As crianças na pandemia são menos atingidas pela infecção pelo novo coronavírus, mas estão mais suscetíveis aos efeitos indiretos
Os desdobramentos da crise sanitária gerada pelo novo coronavírus para o público infantil são inúmeros. Entre os problemas observados estão:
- Falta de atendimento satisfatório e o cumprimento de situações importantes para a saúde da população infanto juvenil;
- Muitas crianças deixaram de ter acesso ao Programa Nacional de Imunização (PNI);
- Maior exposição a violência doméstica.
A Mais Saúde conversou sobre esse tema com Lívia Almeida de Menezes. Ela é médica pediatra e infectologista pediátrica. Atualmente é Coordenadora de Atenção à Saúde do Instituto Nacional de Saúde da Mulher, da Criança e do Adolescente Fernandes Figueira (IFF/Fiocruz).
Mais Saúde: Quais seriam os efeitos indiretos da Covid-19 sobre as crianças?
Lívia: Os efeitos indiretos — ou o lado oculto da pandemia — são consequência da diminuição ou eliminação do cuidado (aqui defendido no sentido mais amplo da palavra) para com essa parte da população. As crianças e adolescentes foram afastados do ambiente escolar de forma abrupta e prolongada com alto impacto na socialização, na aprendizagem e, para muitos, na segurança alimentar.

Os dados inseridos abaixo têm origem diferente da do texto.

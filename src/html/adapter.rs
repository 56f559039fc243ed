//! HTML adaptation: click-tracking links and the open-tracking pixel.

use tracing::debug;

use super::parser::parse;
use super::serializer::serialize;
use super::tree::{Attribute, Document, Element, NodeId, NodeKind};
use crate::config::{Configuration, PixelPosition, TrackableAttribute};
use crate::domain::Metadata;
use crate::error::TrackingError;
use crate::tracking::{get_click_tracking_url, get_open_tracking_url};
use crate::utils::check_link;

pub const DOCTYPE: &str = "<!DOCTYPE html>";

/// Attributes of the inserted pixel, after `src`.
const PIXEL_ATTRIBUTES: &[(&str, &str)] = &[
    ("width", "0"),
    ("height", "0"),
    ("border", "0"),
    ("alt", ""),
];

/// Rewrites `html` for tracking.
///
/// - With `click_tracking`, every trackable link attribute (by default
///   `<a href>`) holding an http(s) or protocol-relative URL becomes a
///   click-tracking link. Empty values, fragments, other schemes and links
///   already under `base_click_tracking_url` or `base_open_tracking_url`
///   are left alone.
/// - With `open_tracking`, one zero-size `<img>` pointing at an
///   open-tracking link is inserted at the configured position, unless an
///   image under `base_open_tracking_url` is already present.
///
/// A missing doctype or character-encoding declaration is added. All other
/// content is written back unchanged.
///
/// Running this on its own output with the same configuration returns the
/// output unchanged.
///
/// # Errors
///
/// - [`TrackingError::HtmlParse`] if the document cannot be parsed
/// - [`TrackingError::Configuration`] if a needed base URL is not configured
/// - [`TrackingError::Encoding`] if a token cannot be generated
pub fn adapt_html(
    html: &str,
    extra_metadata: Option<&Metadata>,
    click_tracking: bool,
    open_tracking: bool,
    config: &Configuration,
) -> Result<String, TrackingError> {
    let mut doc = parse(html)?;
    ensure_document_defaults(&mut doc);

    if click_tracking {
        let rewritten = replace_links(&mut doc, extra_metadata, config)?;
        debug!(rewritten, "Replaced links with click-tracking links");
    }

    if open_tracking {
        let inserted = add_tracking_pixel(&mut doc, extra_metadata, config)?;
        debug!(inserted, "Processed open-tracking pixel");
    }

    Ok(serialize(&doc))
}

/// Rewrites eligible link attributes in place and returns how many changed.
fn replace_links(
    doc: &mut Document,
    extra_metadata: Option<&Metadata>,
    config: &Configuration,
) -> Result<usize, TrackingError> {
    let base_click_url = config.base_click_tracking_url();
    let base_open_url = config.base_open_tracking_url().filter(|base| !base.is_empty());
    let mut replacements: Vec<(NodeId, String, String)> = Vec::new();

    for (id, element) in doc.elements() {
        for attribute in matching_attributes(element, config.trackable_attributes()) {
            let Some(link) = element.attr(attribute) else {
                continue;
            };
            if check_link(link, base_click_url).is_err() {
                continue;
            }
            // an existing pixel stays an open-tracking link
            if base_open_url.is_some_and(|base| link.trim().starts_with(base)) {
                continue;
            }
            let tracking_url = get_click_tracking_url(link.trim(), extra_metadata, config)?;
            replacements.push((id, attribute.to_string(), tracking_url));
        }
    }

    let count = replacements.len();
    for (id, attribute, tracking_url) in replacements {
        if let Some(element) = doc.element_mut(id) {
            element.set_attr(&attribute, tracking_url);
        }
    }

    Ok(count)
}

fn matching_attributes<'c>(
    element: &Element,
    trackable: &'c [TrackableAttribute],
) -> impl Iterator<Item = &'c str> {
    trackable
        .iter()
        .filter(move |t| t.element == "*" || t.element == element.name)
        .map(|t| t.attribute.as_str())
}

/// Inserts the pixel once. Returns `false` if one was already present.
fn add_tracking_pixel(
    doc: &mut Document,
    extra_metadata: Option<&Metadata>,
    config: &Configuration,
) -> Result<bool, TrackingError> {
    let base_open_url = config.require_open_base_url()?;

    let already_present = doc.elements().any(|(_, element)| {
        element.name == "img" && element.attr("src").is_some_and(|src| src.starts_with(base_open_url))
    });
    if already_present {
        return Ok(false);
    }

    let url = get_open_tracking_url(extra_metadata, config)?;
    let mut attributes = vec![Attribute::new("src", url)];
    attributes.extend(
        PIXEL_ATTRIBUTES
            .iter()
            .map(|(name, value)| Attribute::new(*name, *value)),
    );
    let pixel = doc.create(NodeKind::Element(Element::synthesized("img", attributes)));

    match doc.find_element("body") {
        Some(body) => match config.pixel_position() {
            PixelPosition::StartOfBody => doc.insert_child(body, 0, pixel),
            PixelPosition::EndOfBody => doc.append_child(body, pixel),
        },
        None => {
            let parent = root_element(doc).unwrap_or_else(|| doc.root());
            doc.append_child(parent, pixel);
        }
    }

    Ok(true)
}

/// The `<html>` element, or the only non-void top-level element of a
/// fragment. Void siblings such as an inserted `<meta>` are ignored.
fn root_element(doc: &Document) -> Option<NodeId> {
    if let Some(html) = doc.find_element("html") {
        return Some(html);
    }

    let mut top_level = doc
        .node(doc.root())
        .children()
        .iter()
        .copied()
        .filter(|&id| doc.element(id).is_some_and(|e| !e.is_void()));

    match (top_level.next(), top_level.next()) {
        (Some(only), None) => Some(only),
        _ => None,
    }
}

/// Adds `<!DOCTYPE html>` and a UTF-8 content-type `<meta>` when missing.
fn ensure_document_defaults(doc: &mut Document) {
    if !has_charset_declaration(doc) {
        let meta = doc.create(NodeKind::Element(Element::synthesized(
            "meta",
            vec![
                Attribute::new("http-equiv", "Content-Type"),
                Attribute::new("content", "text/html; charset=utf-8"),
            ],
        )));

        if let Some(head) = doc.find_element("head") {
            doc.insert_child(head, 0, meta);
        } else if let Some(html) = doc.find_element("html") {
            let head = doc.create(NodeKind::Element(Element::synthesized("head", vec![])));
            doc.append_child(head, meta);
            doc.insert_child(html, 0, head);
        } else {
            let index = leading_doctype_len(doc);
            let root = doc.root();
            doc.insert_child(root, index, meta);
        }
    }

    if !doc.has_doctype() {
        let root = doc.root();
        let doctype = doc.create(NodeKind::Doctype(DOCTYPE.to_string()));
        let newline = doc.create(NodeKind::Text("\n".to_string()));
        doc.insert_child(root, 0, doctype);
        doc.insert_child(root, 1, newline);
    }
}

/// Number of top-level nodes up to and including the doctype.
fn leading_doctype_len(doc: &Document) -> usize {
    doc.node(doc.root())
        .children()
        .iter()
        .position(|&id| matches!(doc.node(id).kind, NodeKind::Doctype(_)))
        .map_or(0, |i| i + 1)
}

fn has_charset_declaration(doc: &Document) -> bool {
    doc.elements().any(|(_, element)| {
        element.name == "meta"
            && (element.has_attr("charset")
                || (element
                    .attr("http-equiv")
                    .is_some_and(|v| v.eq_ignore_ascii_case("content-type"))
                    && element
                        .attr("content")
                        .is_some_and(|v| v.to_ascii_lowercase().contains("charset"))))
    })
}

#[cfg(test)]
mod tests {
    use super::*;

    fn config() -> Configuration {
        Configuration::builder()
            .base_open_tracking_url("https://t.example.com/open/")
            .base_click_tracking_url("https://t.example.com/click/")
            .build()
            .unwrap()
    }

    #[test]
    fn test_defaults_added_to_bare_document() {
        let out = adapt_html("<html><body><p>x</p></body></html>", None, false, false, &config())
            .unwrap();
        assert_eq!(
            out,
            "<!DOCTYPE html>\n<html><head><meta http-equiv=\"Content-Type\" content=\"text/html; charset=utf-8\"></head><body><p>x</p></body></html>"
        );
    }

    #[test]
    fn test_meta_goes_into_existing_head() {
        let out = adapt_html(
            "<!DOCTYPE html><html><head><title>t</title></head><body></body></html>",
            None,
            false,
            false,
            &config(),
        )
        .unwrap();
        assert_eq!(
            out,
            "<!DOCTYPE html><html><head><meta http-equiv=\"Content-Type\" content=\"text/html; charset=utf-8\"><title>t</title></head><body></body></html>"
        );
    }

    #[test]
    fn test_existing_declarations_untouched() {
        let html = "<!doctype html><html><head><meta charset=\"utf-8\"></head><body>x</body></html>";
        let out = adapt_html(html, None, false, false, &config()).unwrap();
        assert_eq!(out, html);

        let html = "<!DOCTYPE html><html><head><META HTTP-EQUIV=\"content-type\" CONTENT=\"text/html; charset=iso-8859-1\"></head><body>x</body></html>";
        let out = adapt_html(html, None, false, false, &config()).unwrap();
        assert_eq!(out, html);
    }

    #[test]
    fn test_fragment_gets_meta_after_doctype() {
        let out = adapt_html("<p>hello</p>", None, false, false, &config()).unwrap();
        assert_eq!(
            out,
            "<!DOCTYPE html>\n<meta http-equiv=\"Content-Type\" content=\"text/html; charset=utf-8\"><p>hello</p>"
        );
    }

    #[test]
    fn test_pixel_without_body_goes_into_root_element() {
        let out = adapt_html("<div><p>hello</p></div>", None, false, true, &config()).unwrap();
        assert!(out.ends_with("width=\"0\" height=\"0\" border=\"0\" alt=\"\"></div>"));
    }

    #[test]
    fn test_pixel_start_of_body() {
        let config = Configuration::builder()
            .base_open_tracking_url("https://t.example.com/open/")
            .pixel_position(PixelPosition::StartOfBody)
            .build()
            .unwrap();

        let out = adapt_html("<html><body><p>x</p></body></html>", None, false, true, &config)
            .unwrap();
        assert!(out.contains("<body><img src=\"https://t.example.com/open/"));
    }

    #[test]
    fn test_pixel_requires_open_base_url() {
        let config = Configuration::builder()
            .base_click_tracking_url("https://t.example.com/click/")
            .build()
            .unwrap();

        let result = adapt_html("<body>x</body>", None, false, true, &config);
        assert!(matches!(result, Err(TrackingError::Configuration(_))));
    }

    #[test]
    fn test_click_requires_base_only_when_links_present() {
        let config = Configuration::builder()
            .base_open_tracking_url("https://t.example.com/open/")
            .build()
            .unwrap();

        assert!(adapt_html("<body>no links</body>", None, true, false, &config).is_ok());
        assert!(matches!(
            adapt_html("<body><a href=\"https://x.com\">x</a></body>", None, true, false, &config),
            Err(TrackingError::Configuration(_))
        ));
    }

    #[test]
    fn test_custom_trackable_attributes() {
        let config = Configuration::builder()
            .base_open_tracking_url("https://t.example.com/open/")
            .base_click_tracking_url("https://t.example.com/click/")
            .trackable_attributes(vec![
                TrackableAttribute::new("a", "href"),
                TrackableAttribute::new("area", "href"),
            ])
            .build()
            .unwrap();

        let out = adapt_html(
            "<body><map><area href=\"https://example.com/region\"></map><link href=\"https://example.com/s.css\"></body>",
            None,
            true,
            false,
            &config,
        )
        .unwrap();

        assert!(out.contains("<area href=\"https://t.example.com/click/"));
        assert!(out.contains("<link href=\"https://example.com/s.css\">"));
    }

    #[test]
    fn test_parse_error_aborts() {
        let result = adapt_html("<body><a href=\"x", None, true, true, &config());
        assert!(matches!(result, Err(TrackingError::HtmlParse(_))));
    }
}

Uma parcela considerável deles está submetida, em tempo prolongado, a tecnologias imaturas e inclusive perigosas, porque os riscos de não se fazer nada são ainda maiores. Tornaram-se sedentários em sua maioria, privados de uma convivência familiar e social mais ampliada com sérios prejuízos à saúde mental em graus variáveis de ansiedade e depressão.
Há estudos demonstrando o aumento do índice de suicídio na adolescência, e outros tantos evidenciando o aumento da violência doméstica para com crianças e adolescentes, forçados a permanecer mais tempo com seus agressores.
Outras fontes revelam a redução do acesso à saúde, em especial ao Programa Nacional de Imunização (PNI) com a consequente reintrodução de doenças preveníveis nesse cenário desastroso.
Mais Saúde: O que você considera que deve receber mais atenção quando o assunto é o atendimento a crianças na pandemia? os problemas Diretos, ou indiretos?
Lívia: Trata-se de uma pergunta difícil de ser respondida, sobretudo, em nosso país. Se admitirmos que os efeitos indiretos são sobrepujantes nesse cenário da saúde infantil, podemos não dar o devido valor aos efeitos diretos da Covid-19 que são absolutamente impactantes, especialmente quando comparamos o número oficial de óbitos de crianças e de adolescentes por essa doença no Brasil com certos países.
Embora não seja tão devastador quanto nos idosos, pois as crianças respondem por aproximadamente 2,5% dos casos graves hospitalizados apenas, e 0,7% dos óbitos em nosso país, o efeito direto da Covid-19 pode ser medido, dentre outros índices, pelo número absoluto de óbitos pelo SARS-CoV-2: aproximadamente 2000 crianças e adolescentes morreram desde o início da pandemia no Brasil.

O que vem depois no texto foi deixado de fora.